What you are asking for is a pretty tall order in any environment.
Scanning in any document and translating the visual image into editable
text is the function of an OCR engine. Usually the text is translated
into ASCII text, which can be translated into a word procesing file
format with relative ease. FrameMaker can import several standard word
processing formats which can make the process easier. However, if you
expect the document to have embedded formatting, paragraph tags, etc.

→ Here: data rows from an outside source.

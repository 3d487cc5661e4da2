//! Text extraction from uploaded documents.
//!
//! The format is chosen from the file extension (case-insensitive):
//! `.txt` / `.md` are read as UTF-8 (invalid bytes replaced), `.html` /
//! `.htm` are converted to text with scripts and styles skipped, `.pdf`
//! goes through `pdf-extract`, and `.docx` is read from `word/document.xml`
//! inside the ZIP container. PDF and DOCX parsing is CPU-bound and runs on
//! the blocking pool.

use std::io::Read;
use std::path::Path;

use quick_xml::events::Event;
use ragdock_core::error::{Error, Result};
use tracing::debug;

use crate::text::split_paragraphs;

/// A document format the extractor understands.
#[derive(Debug, Clone, Copy, PartialEq, Eq)]
pub enum DocumentFormat {
    PlainText,
    Markdown,
    Html,
    Pdf,
    Docx,
}

impl DocumentFormat {
    /// Pick the format from a file name's extension.
    pub fn from_filename(name: &str) -> Result<Self> {
        let ext = Path::new(name)
            .extension()
            .and_then(|e| e.to_str())
            .map(|e| e.to_ascii_lowercase())
            .unwrap_or_default();

        match ext.as_str() {
            "txt" => Ok(Self::PlainText),
            "md" => Ok(Self::Markdown),
            "html" | "htm" => Ok(Self::Html),
            "pdf" => Ok(Self::Pdf),
            "docx" => Ok(Self::Docx),
            _ => Err(Error::UnsupportedInputFormat(name.to_string())),
        }
    }

    fn is_blocking(self) -> bool {
        matches!(self, Self::Pdf | Self::Docx)
    }
}

/// Extract plain text from the bytes of the file called `name`.
pub async fn extract_text(name: &str, bytes: Vec<u8>) -> Result<String> {
    let format = DocumentFormat::from_filename(name)?;
    debug!(file = %name, ?format, bytes = bytes.len(), "Extracting text");

    if !format.is_blocking() {
        return extract_sync(format, name, &bytes);
    }

    let owned_name = name.to_string();
    tokio::task::spawn_blocking(move || extract_sync(format, &owned_name, &bytes))
        .await
        .map_err(|e| Error::Extraction {
            file: name.to_string(),
            reason: format!("extractor crashed: {e}"),
        })?
}

fn extract_sync(format: DocumentFormat, name: &str, bytes: &[u8]) -> Result<String> {
    let failed = |reason: String| Error::Extraction {
        file: name.to_string(),
        reason,
    };

    match format {
        DocumentFormat::PlainText | DocumentFormat::Markdown => {
            Ok(String::from_utf8_lossy(bytes).into_owned())
        }
        DocumentFormat::Html => html_to_text(bytes).map_err(failed),
        DocumentFormat::Pdf => pdf_to_text(bytes).map_err(failed),
        DocumentFormat::Docx => docx_to_text(bytes).map_err(failed),
    }
}

fn html_to_text(bytes: &[u8]) -> std::result::Result<String, String> {
    let html = String::from_utf8_lossy(bytes);
    let converter = htmd::HtmlToMarkdown::builder()
        .skip_tags(vec!["script", "style", "head"])
        .build();
    converter
        .convert(&html)
        .map_err(|e| format!("HTML conversion failed: {e}"))
}

fn pdf_to_text(bytes: &[u8]) -> std::result::Result<String, String> {
    let text = pdf_extract::extract_text_from_mem(bytes)
        .map_err(|e| format!("Failed to extract PDF text: {e}"))?;

    // pdf-extract separates pages with form feeds
    let pages: Vec<String> = text
        .split('\x0c')
        .map(|page| split_paragraphs(page).join("\n\n"))
        .filter(|page| !page.is_empty())
        .collect();
    Ok(pages.join("\n\n"))
}

fn docx_to_text(bytes: &[u8]) -> std::result::Result<String, String> {
    let mut archive = zip::ZipArchive::new(std::io::Cursor::new(bytes))
        .map_err(|e| format!("Failed to read DOCX as ZIP: {e}"))?;

    let mut doc_xml = String::new();
    {
        let mut doc_entry = archive
            .by_name("word/document.xml")
            .map_err(|_| "Invalid DOCX: missing word/document.xml".to_string())?;
        doc_entry
            .read_to_string(&mut doc_xml)
            .map_err(|e| format!("Failed to read document.xml: {e}"))?;
    }

    // Text lives in <w:t> runs inside <w:p> paragraphs
    let mut reader = quick_xml::Reader::from_str(&doc_xml);
    let mut paragraphs: Vec<String> = Vec::new();
    let mut paragraph_text = String::new();
    let mut in_text_element = false;
    let mut buf = Vec::new();

    loop {
        match reader.read_event_into(&mut buf) {
            Ok(Event::Start(ref e)) => match e.local_name().as_ref() {
                b"p" => paragraph_text.clear(),
                b"t" => in_text_element = true,
                _ => {}
            },
            Ok(Event::Empty(ref e)) => {
                // <w:p/> is an empty paragraph
                if e.local_name().as_ref() == b"p" {
                    paragraphs.push(String::new());
                }
            }
            Ok(Event::End(ref e)) => match e.local_name().as_ref() {
                b"p" => paragraphs.push(std::mem::take(&mut paragraph_text)),
                b"t" => in_text_element = false,
                _ => {}
            },
            Ok(Event::Text(ref e)) => {
                if in_text_element {
                    if let Ok(text) = e.unescape() {
                        paragraph_text.push_str(&text);
                    }
                }
            }
            Ok(Event::Eof) => break,
            Err(e) => return Err(format!("XML parse error: {e}")),
            _ => {}
        }
        buf.clear();
    }

    Ok(paragraphs.join("\n"))
}

#[cfg(test)]
mod tests {
    use super::*;
    use std::io::Write;

    fn docx_bytes(document_xml: &str) -> Vec<u8> {
        let mut cursor = std::io::Cursor::new(Vec::new());
        {
            let mut writer = zip::ZipWriter::new(&mut cursor);
            let options = zip::write::SimpleFileOptions::default();
            writer.start_file("word/document.xml", options).unwrap();
            writer.write_all(document_xml.as_bytes()).unwrap();
            writer.finish().unwrap();
        }
        cursor.into_inner()
    }

    #[test]
    fn format_from_extension_is_case_insensitive() {
        assert_eq!(
            DocumentFormat::from_filename("NOTES.TXT").unwrap(),
            DocumentFormat::PlainText
        );
        assert_eq!(
            DocumentFormat::from_filename("readme.md").unwrap(),
            DocumentFormat::Markdown
        );
        assert_eq!(
            DocumentFormat::from_filename("page.HTM").unwrap(),
            DocumentFormat::Html
        );
        assert_eq!(
            DocumentFormat::from_filename("paper.Pdf").unwrap(),
            DocumentFormat::Pdf
        );
        assert_eq!(
            DocumentFormat::from_filename("report.docx").unwrap(),
            DocumentFormat::Docx
        );
    }

    #[test]
    fn unknown_or_missing_extension_rejected() {
        for name in ["setup.exe", "archive.tar.gz", "Makefile", "upload"] {
            assert!(matches!(
                DocumentFormat::from_filename(name),
                Err(Error::UnsupportedInputFormat(_))
            ));
        }
    }

    #[tokio::test]
    async fn plain_text_is_lossy_utf8() {
        let text = extract_text("a.txt", b"caf\xc3\xa9 \xff ok".to_vec())
            .await
            .unwrap();
        assert!(text.starts_with("café"));
        assert!(text.ends_with("ok"));
    }

    #[tokio::test]
    async fn html_skips_scripts_and_styles() {
        let html = br#"<html><head><style>body{color:red}</style></head>
            <body><h1>Title</h1><p>Visible paragraph.</p>
            <script>alert('hidden')</script></body></html>"#;
        let text = extract_text("page.html", html.to_vec()).await.unwrap();
        assert!(text.contains("Title"));
        assert!(text.contains("Visible paragraph."));
        assert!(!text.contains("alert"));
        assert!(!text.contains("color:red"));
    }

    #[tokio::test]
    async fn docx_paragraphs_are_line_separated() {
        let xml = r#"<?xml version="1.0" encoding="UTF-8"?>
<w:document xmlns:w="http://schemas.openxmlformats.org/wordprocessingml/2006/main">
  <w:body>
    <w:p><w:r><w:t>Hello</w:t></w:r><w:r><w:t xml:space="preserve"> world</w:t></w:r></w:p>
    <w:p><w:r><w:t>Second &amp; last</w:t></w:r></w:p>
  </w:body>
</w:document>"#;
        let text = extract_text("doc.docx", docx_bytes(xml)).await.unwrap();
        assert_eq!(text, "Hello world\nSecond & last");
    }

    #[tokio::test]
    async fn corrupt_docx_is_extraction_error() {
        let err = extract_text("broken.docx", b"not a zip".to_vec())
            .await
            .unwrap_err();
        assert!(matches!(err, Error::Extraction { .. }));
    }

    #[tokio::test]
    async fn corrupt_pdf_is_extraction_error() {
        let err = extract_text("broken.pdf", b"%PDF-nonsense".to_vec())
            .await
            .unwrap_err();
        assert!(matches!(err, Error::Extraction { .. }));
    }
}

Forget it. There isn't anything out there but a tech writer who can do
that job :).
Keep in mind that even commercial RIP engines like the DocuTech printing
system converts scans into bitmapped tiff files prior to printing. Its
the state of the art.
> Secondly, we would like the product to be able to scan tables and line art
> in "intelligently"; that is, to scan them in not simply as graphics, but
> to turn them into editable constructs, just as it turns printed characters
> into editable text.
Again, this is beyond the veil. Understand that the scanned image is a
bitmap. Regardless of the format you save it in, it remained a bitmapped
image. There are tools that will generate an autotrace of the image and
give you a polyline vector representation of the image. But this usually
has to be cleaned up to be useful. Most of the major graphics packages
have this ability (Corel Draw, Adobe Illustrator, etc.) The only tool I
know of than turns a scan directly into a vector image is an add on for
AutoCAD that works with a plotter and a scanning head attachment.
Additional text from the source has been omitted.